What is a good utilization rate for professional services?
Industry benchmarks vary: 65-80% is typical for consulting firms, 70-85% for law firms, 75-90% for accounting firms. Below 60% indicates underutilization; above 90% risks burnout and quality issues. Target 75-80% to balance profitability with sustainability.
How is billable utilization different from capacity utilization?
Billable utilization measures time spent on revenue-generating work only. Capacity utilization includes all productive time (billable + non-billable client work + internal projects). A person can be 100% capacity utilized but only 60% billable if 40% goes to internal work.
Why does utilization matter for profitability?
Utilization directly drives revenue in professional services. With 2,080 work hours/year and 70% utilization, you get 1,456 billable hours. At $150/hour, that's $218,400 revenue. A 10% utilization increase adds $21,840. Non-billable time must be minimized or optimized.

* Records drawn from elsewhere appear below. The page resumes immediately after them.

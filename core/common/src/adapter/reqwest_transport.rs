//! reqwest（blocking）による HttpTransport 実装

use crate::error::Error;
use crate::ports::outbound::{HttpRequest, HttpResponse, HttpTransport, Method};
use std::time::Duration;

/// reqwest::blocking::Client を委譲する HttpTransport 実装
pub struct ReqwestTransport {
    client: reqwest::blocking::Client,
}

impl ReqwestTransport {
    /// タイムアウト付きのクライアントを作る
    pub fn new(timeout: Duration) -> Result<Self, Error> {
        let client = reqwest::blocking::Client::builder()
            .timeout(timeout)
            .build()
            .map_err(|e| Error::env(format!("Failed to build HTTP client: {}", e)))?;
        Ok(Self { client })
    }
}

fn to_reqwest_method(method: Method) -> reqwest::Method {
    match method {
        Method::Get => reqwest::Method::GET,
        Method::Post => reqwest::Method::POST,
        Method::Patch => reqwest::Method::PATCH,
        Method::Delete => reqwest::Method::DELETE,
    }
}

impl HttpTransport for ReqwestTransport {
    fn send(&self, request: &HttpRequest) -> Result<HttpResponse, Error> {
        let mut builder = self
            .client
            .request(to_reqwest_method(request.method), &request.url);
        for (name, value) in &request.headers {
            builder = builder.header(name.as_str(), value.as_str());
        }
        if let Some(body) = &request.body {
            builder = builder.body(body.clone());
        }

        // 接続前後のどこで落ちても到達不能として扱う
        let response = builder
            .send()
            .map_err(|e| Error::Unreachable(format!("{} {}: {}", request.method.as_str(), request.url, e)))?;

        let status = response.status().as_u16();
        let body = response
            .text()
            .map_err(|e| Error::Unreachable(format!("Failed to read response: {}", e)))?;
        Ok(HttpResponse { status, body })
    }
}
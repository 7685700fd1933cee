//! 時刻取得 Outbound ポート
//!
//! usecase はこの trait 経由で「現在時刻」を取得し、鮮度判定や冪等キー生成に使う。

/// 時刻取得の抽象
///
/// 実装は `common::adapter::StdClock` やテスト用の固定時刻など。
pub trait Clock: Send + Sync {
    /// 現在時刻をミリ秒（Unix epoch）で返す
    fn now_ms(&self) -> u64;
}
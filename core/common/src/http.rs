//! リソースクライアント
//!
//! 認証ヘッダーの付与・JSON ボディのシリアライズ・サーバーエラーの正規化を 1 か所に集める。
//! ネットワークそのものは HttpTransport ポートに委譲する。

use crate::domain::{AuthToken, IdempotencyKey};
use crate::error::Error;
use crate::ports::outbound::{HttpRequest, HttpResponse, HttpTransport, Method};
use serde::de::DeserializeOwned;
use serde_json::Value;
use std::borrow::Cow;
use std::sync::Arc;

/// 冪等キーを載せるヘッダー名
pub const IDEMPOTENCY_HEADER: &str = "Idempotency-Key";

/// 1 リクエスト分のオプション（メソッド・ボディ・追加ヘッダー）
#[derive(Debug, Clone, PartialEq)]
pub struct RequestOptions {
    pub method: Method,
    pub body: Option<Value>,
    pub headers: Vec<(String, String)>,
}

impl RequestOptions {
    pub fn new(method: Method) -> Self {
        Self {
            method,
            body: None,
            headers: Vec::new(),
        }
    }

    pub fn get() -> Self {
        Self::new(Method::Get)
    }

    pub fn post(body: Value) -> Self {
        Self::new(Method::Post).body(body)
    }

    pub fn patch(body: Value) -> Self {
        Self::new(Method::Patch).body(body)
    }

    pub fn delete() -> Self {
        Self::new(Method::Delete)
    }

    pub fn body(mut self, body: Value) -> Self {
        self.body = Some(body);
        self
    }

    pub fn header(mut self, name: impl Into<String>, value: impl Into<String>) -> Self {
        self.headers.push((name.into(), value.into()));
        self
    }
}

/// HTTP/JSON 境界のクライアント
pub struct ResourceClient {
    transport: Arc<dyn HttpTransport>,
    base_url: String,
    token: Option<AuthToken>,
}

impl ResourceClient {
    pub fn new(transport: Arc<dyn HttpTransport>, base_url: impl Into<String>, token: Option<AuthToken>) -> Self {
        let base_url = base_url.into().trim_end_matches('/').to_string();
        Self {
            transport,
            base_url,
            token,
        }
    }

    /// リクエストを送り、成功時の JSON を `T` にデコードする。
    /// 204 や空ボディは JSON `null` として扱う（`()` や `Option<T>` で受けられる）。
    pub fn call<T: DeserializeOwned>(&self, path: &str, options: RequestOptions) -> Result<T, Error> {
        let value = self.call_value(path, options)?;
        serde_json::from_value(value).map_err(|e| Error::json(format!("{}: {}", path, e)))
    }

    /// `call` の冪等キー付き版。重複排除はサーバーの責務で、クライアントはキーを渡すだけ。
    pub fn with_idempotency<T: DeserializeOwned>(
        &self,
        path: &str,
        key: &IdempotencyKey,
        options: RequestOptions,
    ) -> Result<T, Error> {
        self.call(path, options.header(IDEMPOTENCY_HEADER, key.as_str()))
    }

    fn call_value(&self, path: &str, options: RequestOptions) -> Result<Value, Error> {
        let request = self.build_request(path, options)?;
        let response = self.transport.send(&request)?;
        if !response.is_success() {
            return Err(error_from_response(&response));
        }
        if response.status == 204 || response.body.trim().is_empty() {
            return Ok(Value::Null);
        }
        serde_json::from_str(&response.body).map_err(|e| Error::json(format!("{}: {}", path, e)))
    }

    fn build_request(&self, path: &str, options: RequestOptions) -> Result<HttpRequest, Error> {
        let mut headers = vec![("Accept".to_string(), "application/json".to_string())];
        if let Some(token) = &self.token {
            headers.push((
                "Authorization".to_string(),
                format!("Bearer {}", token.expose()),
            ));
        }
        let body = match options.body {
            Some(body) => {
                headers.push(("Content-Type".to_string(), "application/json".to_string()));
                Some(serde_json::to_string(&body)?)
            }
            None => None,
        };
        headers.extend(options.headers);
        let url = if path.starts_with('/') {
            format!("{}{}", self.base_url, path)
        } else {
            format!("{}/{}", self.base_url, path)
        };
        Ok(HttpRequest {
            method: options.method,
            url,
            headers,
            body,
        })
    }
}

/// 非 2xx レスポンスを 1 本のメッセージを持つ Error に変換する
pub fn error_from_response(response: &HttpResponse) -> Error {
    let message = serde_json::from_str::<Value>(&response.body)
        .ok()
        .and_then(|v| error_message_from_envelope(&v))
        .unwrap_or_else(|| format!("HTTP {}", response.status));
    Error::api(response.status, message)
}

/// エラーエンベロープからメッセージを取り出す
///
/// - `{"detail": "..."}`
/// - `{"detail": [{"msg": "..."}, ...]}`（`; ` で連結）
/// - `{"message": "..."}`
pub fn error_message_from_envelope(v: &Value) -> Option<String> {
    match v.get("detail") {
        Some(Value::String(s)) if !s.trim().is_empty() => return Some(s.clone()),
        Some(Value::Array(items)) => {
            let msgs: Vec<String> = items
                .iter()
                .filter_map(|item| match item {
                    Value::String(s) => Some(s.clone()),
                    other => other.get("msg").and_then(Value::as_str).map(str::to_string),
                })
                .collect();
            if !msgs.is_empty() {
                return Some(msgs.join("; "));
            }
        }
        _ => {}
    }
    v.get("message")
        .and_then(Value::as_str)
        .filter(|s| !s.trim().is_empty())
        .map(str::to_string)
}

/// パスの 1 セグメントとして埋め込む値をエンコードする（`/` や `?` も逃がす）
pub fn path_segment(raw: &str) -> Cow<'_, str> {
    urlencoding::encode(raw)
}

#[cfg(test)]
mod tests {
    use super::*;
    use crate::error::ApiErrorKind;
    use serde_json::json;
    use std::sync::Mutex;

    /// 固定レスポンスを返し、受け取ったリクエストを記録する
    struct OneShot {
        response: Result<HttpResponse, Error>,
        seen: Mutex<Vec<HttpRequest>>,
    }

    impl OneShot {
        fn new(response: Result<HttpResponse, Error>) -> Arc<Self> {
            Arc::new(Self {
                response,
                seen: Mutex::new(Vec::new()),
            })
        }
    }

    impl HttpTransport for OneShot {
        fn send(&self, request: &HttpRequest) -> Result<HttpResponse, Error> {
            self.seen.lock().unwrap().push(request.clone());
            self.response.clone()
        }
    }

    fn client(t: Arc<OneShot>, token: Option<&str>) -> ResourceClient {
        ResourceClient::new(t, "http://api.test/", token.map(AuthToken::new))
    }

    #[test]
    fn test_attaches_bearer_and_serializes_body() {
        let t = OneShot::new(Ok(HttpResponse::new(200, r#"{"balance": 12}"#)));
        let c = client(t.clone(), Some("tok"));
        let v: Value = c.call("/me/credits", RequestOptions::post(json!({"a": 1}))).unwrap();
        assert_eq!(v["balance"], 12);

        let seen = t.seen.lock().unwrap();
        assert_eq!(seen[0].url, "http://api.test/me/credits");
        assert_eq!(seen[0].header("authorization"), Some("Bearer tok"));
        assert_eq!(seen[0].header("Content-Type"), Some("application/json"));
        assert_eq!(seen[0].body.as_deref(), Some(r#"{"a":1}"#));
    }

    #[test]
    fn test_no_token_no_authorization_header() {
        let t = OneShot::new(Ok(HttpResponse::new(200, "{}")));
        let c = client(t.clone(), None);
        let _: Value = c.call("me/credits", RequestOptions::get()).unwrap();
        let seen = t.seen.lock().unwrap();
        assert_eq!(seen[0].header("Authorization"), None);
        assert_eq!(seen[0].url, "http://api.test/me/credits");
        assert!(seen[0].body.is_none());
    }

    #[test]
    fn test_idempotency_header() {
        let t = OneShot::new(Ok(HttpResponse::new(200, "{}")));
        let c = client(t.clone(), None);
        let key = IdempotencyKey::new("1-abc");
        let _: Value = c
            .with_idempotency("/search", &key, RequestOptions::post(json!({})))
            .unwrap();
        assert_eq!(t.seen.lock().unwrap()[0].header(IDEMPOTENCY_HEADER), Some("1-abc"));
    }

    #[test]
    fn test_no_content_decodes_as_unit() {
        let t = OneShot::new(Ok(HttpResponse::new(204, "")));
        let c = client(t, None);
        let r: Result<(), Error> = c.call("/experience-cards/c1", RequestOptions::delete());
        assert!(r.is_ok());
    }

    #[test]
    fn test_string_detail() {
        let t = OneShot::new(Ok(HttpResponse::new(404, r#"{"detail": "Card not found"}"#)));
        let err = client(t, None)
            .call::<Value>("/x", RequestOptions::get())
            .unwrap_err();
        assert_eq!(err.to_string(), "Card not found");
        assert_eq!(err.kind(), Some(ApiErrorKind::NotFound));
    }

    #[test]
    fn test_list_detail_is_joined() {
        let body = r#"{"detail": [{"loc": ["body","title"], "msg": "field required"}, {"msg": "too long"}]}"#;
        let t = OneShot::new(Ok(HttpResponse::new(422, body)));
        let err = client(t, None)
            .call::<Value>("/x", RequestOptions::get())
            .unwrap_err();
        assert_eq!(err.to_string(), "field required; too long");
        assert_eq!(err.kind(), Some(ApiErrorKind::Validation));
    }

    #[test]
    fn test_non_json_error_falls_back_to_status() {
        let t = OneShot::new(Ok(HttpResponse::new(502, "<html>bad gateway</html>")));
        let err = client(t, None)
            .call::<Value>("/x", RequestOptions::get())
            .unwrap_err();
        assert_eq!(err.to_string(), "HTTP 502");
        assert_eq!(err.kind(), Some(ApiErrorKind::Server));
    }

    #[test]
    fn test_insufficient_credits() {
        let t = OneShot::new(Ok(HttpResponse::new(400, r#"{"detail": "Insufficient credits"}"#)));
        let err = client(t, None)
            .call::<Value>("/search", RequestOptions::post(json!({})))
            .unwrap_err();
        assert_eq!(err.kind(), Some(ApiErrorKind::InsufficientCredits));
    }

    #[test]
    fn test_transport_failure_passes_through() {
        let t = OneShot::new(Err(Error::Unreachable("dns".to_string())));
        let err = client(t, None)
            .call::<Value>("/x", RequestOptions::get())
            .unwrap_err();
        assert!(err.is_unreachable());
    }

    #[test]
    fn test_path_segment_escapes_separators() {
        assert_eq!(path_segment("abc-123"), "abc-123");
        assert_eq!(path_segment("a b/c?d"), "a%20b%2Fc%3Fd");
    }
}
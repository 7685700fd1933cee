//! クレジット残高ビュー
//!
//! 残高はサーバーから読み直すだけで、ローカルでは決して差し引かない。
//! 消費が分かっている操作の後は `invalidate` し、次の `balance` で取り直す。

use common::error::Error;
use common::http::RequestOptions;
use common::ports::outbound::{LogLevel, LogRecord};
use serde::Deserialize;

use super::Deps;
use crate::store::QueryKey;

#[derive(Debug, Deserialize)]
struct CreditsResponse {
    #[serde(alias = "credits", alias = "remaining")]
    balance: i64,
}

pub struct CreditLedgerView {
    deps: Deps,
}

impl CreditLedgerView {
    pub fn new(deps: Deps) -> Self {
        Self { deps }
    }

    /// I/O なしで最後に読んだ残高を返す（未取得なら `None`）
    pub fn cached_balance(&self) -> Option<i64> {
        self.deps.store.read(|s| s.credits)
    }

    /// 残高を返す。未取得・無効化済み・鮮度切れのときだけ GET /me/credits を呼ぶ。
    pub fn balance(&self) -> Result<i64, Error> {
        let now = self.deps.clock.now_ms();
        let max_age = Some(self.deps.settings.credits_stale_ms);
        let (cached, seen) = self.deps.store.read(|s| {
            let cached = s
                .credits
                .filter(|_| s.queries.is_fresh(&QueryKey::Credits, now, max_age));
            (cached, s.queries.invalidation_count(&QueryKey::Credits))
        });
        if let Some(balance) = cached {
            return Ok(balance);
        }

        let resp: CreditsResponse = self
            .deps
            .client
            .call("/me/credits", RequestOptions::get())
            .inspect_err(|e| self.deps.emit_failure("credits", "credit balance fetch failed", e))?;
        // 取得中に残高が変わった可能性があるなら、この値は保存せず古いまま残す
        let stored = self.deps.store.write(|s| {
            let stored = s.queries.mark_fresh_since(QueryKey::Credits, now, seen);
            if stored {
                s.credits = Some(resp.balance);
            }
            stored
        });
        self.deps.emit(
            LogRecord::new(LogLevel::Debug, "credit balance refreshed")
                .kind("credits")
                .field("balance", resp.balance)
                .field("stored", stored),
        );
        Ok(resp.balance)
    }

    /// 残高を古いものとして扱う（値は変えない）
    pub fn invalidate(&self) {
        self.deps.store.invalidate(&[QueryKey::Credits]);
    }
}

How do I improve utilization rate?
Strategies: better project staffing to avoid overallocation, reduce administrative burden, implement time tracking, set utilization targets by role, create capacity planning processes, cross-train staff for flexibility, and use project management tools to identify underutilized periods.
Should utilization targets be the same for all roles?
No. Junior staff typically has higher utilization targets (75-85%) as they handle more execution work. Senior roles need more time for business development and oversight (50-70% billable). Adjust targets based on role expectations and organizational needs.